Problem to solve —
Please print each record exactly, omitting none of them.

Excerpted data —
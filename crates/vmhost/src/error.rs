use std::time::Duration;

use vmwire::graph;
use vmwire::ident;
use vmwire::transport;

/// Lifecycle of a VM. `Stopped` is terminal.
#[derive(Debug, Clone, Copy, PartialEq, Eq, Hash)]
pub enum LifecycleState {
    Created,
    Booting,
    Running,
    Stopped,
}

impl std::fmt::Display for LifecycleState {
    fn fmt(&self, f: &mut std::fmt::Formatter<'_>) -> std::fmt::Result {
        match self {
            Self::Created => write!(f, "created"),
            Self::Booting => write!(f, "booting"),
            Self::Running => write!(f, "running"),
            Self::Stopped => write!(f, "stopped"),
        }
    }
}

/// Errors surfaced by the Controller API.
#[derive(Debug, Clone, PartialEq)]
pub enum VmError {
    /// Malformed identifier, namespace, code, timeout or arguments. Raised
    /// before anything is sent.
    Validation(ident::Error),
    /// The operation is not valid in the VM's current state.
    State { op: &'static str, state: LifecycleState },
    /// Another live VM already uses this name.
    NameTaken(String),
    /// The Isolate sent something the Controller cannot act on.
    Protocol(String),
    /// A dependency batch cannot be ordered.
    Dependency(graph::Error),
    /// The Isolate did not boot within the deadline.
    Timeout(Duration),
    /// The VM was stopped while the request was outstanding.
    Stopped,
    /// The Isolate thread went away while the VM was not stopped.
    IsolateExited,
    /// The namespace owning the request was deleted.
    NamespaceDeleted(String),
    /// The Isolate rejected the request; the text is the Isolate's message.
    Remote(String),
    Transport(transport::Error),
    /// A reply payload did not have the expected shape.
    Decode(String),
    /// The Isolate thread or a Controller task could not be started.
    Spawn(String),
}

impl std::fmt::Display for VmError {
    fn fmt(&self, f: &mut std::fmt::Formatter<'_>) -> std::fmt::Result {
        match self {
            Self::Validation(e) => write!(f, "validation error: {}", e),
            Self::State { op, state } => write!(f, "cannot {} while {}", op, state),
            Self::NameTaken(name) => write!(f, "a vm named '{}' already exists", name),
            Self::Protocol(msg) => write!(f, "protocol error: {}", msg),
            Self::Dependency(e) => write!(f, "{}", e),
            Self::Timeout(after) => write!(f, "isolate did not boot within {}ms", after.as_millis()),
            Self::Stopped => write!(f, "vm stopped"),
            Self::IsolateExited => write!(f, "isolate exited"),
            Self::NamespaceDeleted(name) => write!(f, "namespace '{}' was deleted", name),
            Self::Remote(msg) => write!(f, "{}", msg),
            Self::Transport(e) => write!(f, "transport error: {}", e),
            Self::Decode(msg) => write!(f, "unexpected reply: {}", msg),
            Self::Spawn(msg) => write!(f, "cannot spawn: {}", msg),
        }
    }
}

impl std::error::Error for VmError {}

impl From<ident::Error> for VmError {
    fn from(e: ident::Error) -> Self {
        Self::Validation(e)
    }
}

impl From<graph::Error> for VmError {
    fn from(e: graph::Error) -> Self {
        Self::Dependency(e)
    }
}

impl From<transport::Error> for VmError {
    fn from(e: transport::Error) -> Self {
        Self::Transport(e)
    }
}

pub type Result<T> = std::result::Result<T, VmError>;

Result of this exercise —
filename crates/vmhost/src/error.rs
use std::time::Duration;

use vmwire::graph;
use vmwire::ident;
use vmwire::transport;

/// Lifecycle of a VM. `Stopped` is terminal.
#[derive(Debug, Clone, Copy, PartialEq, Eq, Hash)]
pub enum LifecycleState {
    Created,
    Booting,
    Running,
    Stopped,
}

impl std::fmt::Display for LifecycleState {
    fn fmt(&self, f: &mut std::fmt::Formatter<'_>) -> std::fmt::Result {
        match self {
            Self::Created => write!(f, "created"),
            Self::Booting => write!(f, "booting"),
            Self::Running => write!(f, "running"),
            Self::Stopped => write!(f, "stopped"),
        }
    }
}

/// Errors surfaced by the Controller API.
#[derive(Debug, Clone, PartialEq)]
pub enum VmError {
    /// Malformed identifier, namespace, code, timeout or arguments. Raised
    /// before anything is sent.
    Validation(ident::Error),
    /// The operation is not valid in the VM's current state.
    State { op: &'static str, state: LifecycleState },
    /// Another live VM already uses this name.
    NameTaken(String),
    /// The Isolate sent something the Controller cannot act on.
    Protocol(String),
    /// A dependency batch cannot be ordered.
    Dependency(graph::Error),
    /// The Isolate did not boot within the deadline.
    Timeout(Duration),
    /// The VM was stopped while the request was outstanding.
    Stopped,
    /// The Isolate thread went away while the VM was not stopped.
    IsolateExited,
    /// The namespace owning the request was deleted.
    NamespaceDeleted(String),
    /// The Isolate rejected the request; the text is the Isolate's message.
    Remote(String),
    Transport(transport::Error),
    /// A reply payload did not have the expected shape.
    Decode(String),
    /// The Isolate thread or a Controller task could not be started.
    Spawn(String),
}

impl std::fmt::Display for VmError {
    fn fmt(&self, f: &mut std::fmt::Formatter<'_>) -> std::fmt::Result {
        match self {
            Self::Validation(e) => write!(f, "validation error: {}", e),
            Self::State { op, state } => write!(f, "cannot {} while {}", op, state),
            Self::NameTaken(name) => write!(f, "a vm named '{}' already exists", name),
            Self::Protocol(msg) => write!(f, "protocol error: {}", msg),
            Self::Dependency(e) => write!(f, "{}", e),
            Self::Timeout(after) => write!(f, "isolate did not boot within {}ms", after.as_millis()),
            Self::Stopped => write!(f, "vm stopped"),
            Self::IsolateExited => write!(f, "isolate exited"),
            Self::NamespaceDeleted(name) => write!(f, "namespace '{}' was deleted", name),
            Self::Remote(msg) => write!(f, "{}", msg),
            Self::Transport(e) => write!(f, "transport error: {}", e),
            Self::Decode(msg) => write!(f, "unexpected reply: {}", msg),
            Self::Spawn(msg) => write!(f, "cannot spawn: {}", msg),
        }
    }
}

impl std::error::Error for VmError {}

impl From<ident::Error> for VmError {
    fn from(e: ident::Error) -> Self {
        Self::Validation(e)
    }
}

impl From<graph::Error> for VmError {
    fn from(e: graph::Error) -> Self {
        Self::Dependency(e)
    }
}

impl From<transport::Error> for VmError {
    fn from(e: transport::Error) -> Self {
        Self::Transport(e)
    }
}

pub type Result<T> = std::result::Result<T, VmError>;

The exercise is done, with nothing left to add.